Sandy Ransford is a British children’s author who was born in Sheffield. Her books authored to date include a number of joke books, activity books, puzzle books and titles on subjects including horses and riding, fashion and global warming.


Source:

us.macmillan.com (accessed: August 3, 2020). 


Bio prepared by Susan Deacy, University of Roehampton, s.deacy@roehampton.ac.uk 


Summary

This short “fun book” comprises activities based on various aspects of ancient Greek history, culture and myth. The activities include “spot-the difference” puzzles, crosswords and brainteasers, all aimed to “test and perplex” (p. 4) the reader, along with games and jokes “to keep [them] chuckling” (p. 4). A checklist towards the start gives a brief explanation of the historical and mythical figures and places that appear in the book. Most of the activities can be carried out quite quickly by children on their own. These include filling in missing letters of ancient Greek words (p. 38), counting the eyes of Argus (p. 39) and spotting the differences between two drawings of a section of the Parthenon Frieze (p. 49).
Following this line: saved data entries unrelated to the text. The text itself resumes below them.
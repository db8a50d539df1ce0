use bundlegen::{Engine, FatalErrorKind, GenerateOptions};
use std::fs;
use std::path::Path;
use tempfile::TempDir;

fn write(dir: &Path, name: &str, content: &str) {
    fs::write(dir.join(name), content).unwrap();
}

fn engine(dir: &Path, default_language: &str) -> Engine {
    Engine::new(
        GenerateOptions::new()
            .with_bundle_dir(dir)
            .with_default_language(default_language)
            .with_output_dir(dir.join("out")),
    )
    .unwrap()
}

#[test]
fn test_scenario_a_two_languages_no_status() {
    let temp_dir = TempDir::new().unwrap();
    write(temp_dir.path(), "a.en.toml", "[hello]\nmsg = \"Hello\"\n");
    write(temp_dir.path(), "a.zh-cn.toml", "[hello]\nmsg = \"你好\"\n");

    let bundle = engine(temp_dir.path(), "zh_cn").run().unwrap();

    assert_eq!(bundle.default_language.as_str(), "zh-cn");
    assert_eq!(bundle.languages.len(), 2);
    assert!(!bundle.has_status);
    assert!(!bundle.has_code);

    let hello = &bundle.records["hello"];
    assert_eq!(hello.msg["en"], "Hello");
    assert_eq!(hello.msg["zh-cn"], "你好");
    assert!(hello.singular.is_empty());
    assert!(hello.plural.is_empty());
}

#[test]
fn test_scenario_b_identifier_missing_in_one_language() {
    let temp_dir = TempDir::new().unwrap();
    write(temp_dir.path(), "a.en.toml", "[bye]\nmsg = \"Bye\"\n");
    write(
        temp_dir.path(),
        "a.zh-cn.toml",
        "[hello]\nmsg = \"你好\"\n[bye]\nmsg = \"再见\"\n",
    );

    let err = engine(temp_dir.path(), "zh_cn").run().unwrap_err();

    assert_eq!(err.kind(), FatalErrorKind::Completeness);
    assert_eq!(err.identifier(), Some("hello"));
    assert_eq!(err.language(), Some("en"));
    let message = err.to_string();
    assert!(message.contains("hello"), "{}", message);
    assert!(message.contains("en"), "{}", message);
}

#[test]
fn test_scenario_c_unpaired_singular() {
    let temp_dir = TempDir::new().unwrap();
    write(temp_dir.path(), "a.en.toml", "[greet]\nsingular = \"hi\"\n");

    let err = engine(temp_dir.path(), "en").run().unwrap_err();

    assert_eq!(err.kind(), FatalErrorKind::Shape);
    assert_eq!(err.identifier(), Some("greet"));
    assert!(err.to_string().contains("`singular` and `plural`"), "{}", err);
}

#[test]
fn test_scenario_d_partial_status_coverage() {
    let temp_dir = TempDir::new().unwrap();
    write(
        temp_dir.path(),
        "a.en.toml",
        "[notfound]\nmsg = \"Not found\"\n[other]\nmsg = \"Other\"\n",
    );
    write(
        temp_dir.path(),
        "statusCode.toml",
        "[notfound]\nstatus = 404\n[other]\ncode = 0\n",
    );

    let err = engine(temp_dir.path(), "en").run().unwrap_err();

    assert_eq!(err.kind(), FatalErrorKind::Completeness);
    assert_eq!(err.identifier(), Some("other"));
    assert!(err.to_string().contains("`status`"), "{}", err);
}

#[test]
fn test_scenario_d_identifier_absent_from_status_table() {
    let temp_dir = TempDir::new().unwrap();
    write(
        temp_dir.path(),
        "a.en.toml",
        "[notfound]\nmsg = \"Not found\"\n[other]\nmsg = \"Other\"\n",
    );
    write(temp_dir.path(), "statusCode.toml", "[notfound]\nstatus = 404\n");

    let err = engine(temp_dir.path(), "en").run().unwrap_err();

    assert_eq!(err.kind(), FatalErrorKind::Completeness);
    assert_eq!(err.identifier(), Some("other"));
}

#[test]
fn test_scenario_e_orphan_status_key() {
    let temp_dir = TempDir::new().unwrap();
    write(temp_dir.path(), "a.en.toml", "[hello]\nmsg = \"Hello\"\n");
    write(
        temp_dir.path(),
        "statusCode.toml",
        "[hello]\nstatus = 200\n[ghost]\nstatus = 500\n",
    );

    let err = engine(temp_dir.path(), "en").run().unwrap_err();

    assert_eq!(err.kind(), FatalErrorKind::Completeness);
    assert_eq!(err.identifier(), Some("ghost"));
    assert!(err.to_string().contains("ghost"), "{}", err);
}

#[test]
fn test_missing_default_language_always_aborts() {
    let temp_dir = TempDir::new().unwrap();
    write(temp_dir.path(), "a.en.toml", "[hello]\nmsg = \"Hello\"\n");
    write(temp_dir.path(), "a.fr.toml", "[hello]\nmsg = \"Bonjour\"\n");

    let err = engine(temp_dir.path(), "de").run().unwrap_err();
    assert_eq!(err.kind(), FatalErrorKind::Completeness);
    assert_eq!(err.language(), Some("de"));
}

#[test]
fn test_full_status_and_code_coverage() {
    let temp_dir = TempDir::new().unwrap();
    write(
        temp_dir.path(),
        "messages.en.toml",
        "[ok]\nmsg = \"OK\"\n[notfound]\nmsg = \"Not found\"\n",
    );
    write(
        temp_dir.path(),
        "messages.fr.toml",
        "[ok]\nmsg = \"D'accord\"\n[notfound]\nmsg = \"Introuvable\"\n",
    );
    write(
        temp_dir.path(),
        "codes.toml",
        "[ok]\nstatus = 200\ncode = 1\n[notfound]\nstatus = 404\ncode = 2\n",
    );

    let bundle = Engine::new(
        GenerateOptions::new()
            .with_bundle_dir(temp_dir.path())
            .with_status_file("codes")
            .with_default_language("en"),
    )
    .unwrap()
    .run()
    .unwrap();

    assert!(bundle.has_status);
    assert!(bundle.has_code);
    assert_eq!(bundle.records["notfound"].status, Some(404));
    assert_eq!(bundle.records["ok"].code, Some(1));
}

#[test]
fn test_status_file_is_not_ingested_as_language() {
    let temp_dir = TempDir::new().unwrap();
    write(temp_dir.path(), "en.toml", "[hello]\nmsg = \"Hello\"\n");
    // Named like a language file, but configured as the status table.
    write(temp_dir.path(), "de.toml", "[hello]\nstatus = 200\n");

    let bundle = Engine::new(
        GenerateOptions::new()
            .with_bundle_dir(temp_dir.path())
            .with_status_file("de.toml")
            .with_default_language("en"),
    )
    .unwrap()
    .run()
    .unwrap();

    assert_eq!(bundle.languages.len(), 1);
    assert_eq!(bundle.records["hello"].status, Some(200));
}

#[test]
fn test_mixed_variants_across_languages_abort() {
    let temp_dir = TempDir::new().unwrap();
    write(
        temp_dir.path(),
        "a.en.toml",
        "[apples]\nsingular = \"one apple\"\nplural = \"many apples\"\n",
    );
    write(temp_dir.path(), "a.fr.toml", "[apples]\nmsg = \"pommes\"\n");

    let err = engine(temp_dir.path(), "en").run().unwrap_err();
    assert_eq!(err.kind(), FatalErrorKind::Completeness);
    assert_eq!(err.identifier(), Some("apples"));
}

#[test]
fn test_decode_failure_aborts_without_output() {
    let temp_dir = TempDir::new().unwrap();
    write(temp_dir.path(), "a.en.toml", "[hello]\nmsg = \"Hello\"\n");
    write(temp_dir.path(), "a.fr.toml", "[hello\nmsg = \"Bonjour\"\n");

    let engine = engine(temp_dir.path(), "en");
    let err = engine.generate().unwrap_err();

    assert_eq!(err.kind(), FatalErrorKind::Structural);
    assert!(!temp_dir.path().join("out").exists());
}

#[test]
fn test_tagged_file_with_other_extension_is_decoded() {
    let temp_dir = TempDir::new().unwrap();
    write(temp_dir.path(), "a.en.toml", "[hello]\nmsg = \"Hello\"\n");
    write(temp_dir.path(), "a.fr.yaml", "hello: bonjour\n");

    let err = engine(temp_dir.path(), "en").run().unwrap_err();

    assert_eq!(err.kind(), FatalErrorKind::Structural);
    assert!(err.file().unwrap().ends_with("a.fr.yaml"), "{}", err);
}

#[test]
fn test_generate_writes_module() {
    let temp_dir = TempDir::new().unwrap();
    write(temp_dir.path(), "a.en.toml", "[hello]\nmsg = \"Hello\"\n");
    write(temp_dir.path(), "a.zh-CN.toml", "[hello]\nmsg = \"你好\"\n");

    let path = engine(temp_dir.path(), "zh_cn").generate().unwrap();

    assert_eq!(path, temp_dir.path().join("out").join("i18n.rs"));
    let source = fs::read_to_string(path).unwrap();
    assert!(source.contains("pub const DEFAULT_LANGUAGE: &str = \"zh-cn\";"));
    assert!(source.contains(r#"msg: &[("en", "Hello"), ("zh-cn", "你好")],"#));
    assert!(source.contains("pub fn message(id: &str) -> Option<&'static Message>"));
}

#[test]
fn test_runs_are_idempotent() {
    let temp_dir = TempDir::new().unwrap();
    write(
        temp_dir.path(),
        "a.en.toml",
        "[hello]\nmsg = \"Hello\"\n[apples]\nsingular = \"apple\"\nplural = \"apples\"\n",
    );
    write(
        temp_dir.path(),
        "a.fr.toml",
        "[hello]\nmsg = \"Bonjour\"\n[apples]\nsingular = \"pomme\"\nplural = \"pommes\"\n",
    );

    let engine = engine(temp_dir.path(), "fr");
    let first = engine.run().unwrap();
    let second = engine.run().unwrap();
    assert_eq!(first, second);

    let first_path = engine.generate().unwrap();
    let first_source = fs::read(&first_path).unwrap();
    let second_path = engine.generate().unwrap();
    assert_eq!(first_source, fs::read(second_path).unwrap());
}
There is also a longer “Odyssey Game” for two or more players, requiring a die and a counter (pp. 33-35). The winner is the first to return home after encountering various challenges. Puns abound throughout the book via jokes and the titles of activities (e.g. “Deep Frieze, p. 49).

Analysis

In common with other “fun books” on historical topics, including those by the same author (e.g. Ransford 2000), this one maintains an irreverent approach to its topic while introducing key facts, figures and customs. In this regard, the author’s approach sets up comparable binary to other history books for children – such as those in the Horrible Histories series -  which distinguish their use of humour from more serious approaches. See, for example, Deary 1995, surveyed elsewhere in this database. The starting premise – as set out in the introduction – is that ancient Greece can be “difficult” (p. 4) to learn about. However, the reader is told, “if you find it all a bit confusing, don’t worry, you are not alone” (p. 4). The author, then, presents herself as one who shares in children’s experiences of finding the educational core a challenge.

In keeping with the many educational studies into how children learn better through fun and when they are able to engage directly with a subject (e.g. O'Connor 2012), there are many opportunities for active learning. These include finding out about words and phrases used in everyday English (“What’s in a word, p. 30), or about the composition of the Parthenon Frieze (“deep frieze” spot-the-difference activity, p. 49). While introduced as breaks from the activities to “keep you chuckling” (p. 4), the jokes interspersed through the book each add to the reader’s knowledge about specific ancient Greek customs or people.


Further Reading

Deary, Terry, Horrible Histories: The Groovy Greeks, New York: Scholastic, 1995.

O'Connor, Doireann, “A pedagogy of freedom: Why primary school teachers should embrace educational emancipation, University of Notre Dame Australia ResearchOnline@ND, 2012, available at core.ac.uk (accessed: August 6, 2020).

Ransford, Sandy, British Museum Fun Book: Ancient Rome, London: British Museum Press 2000.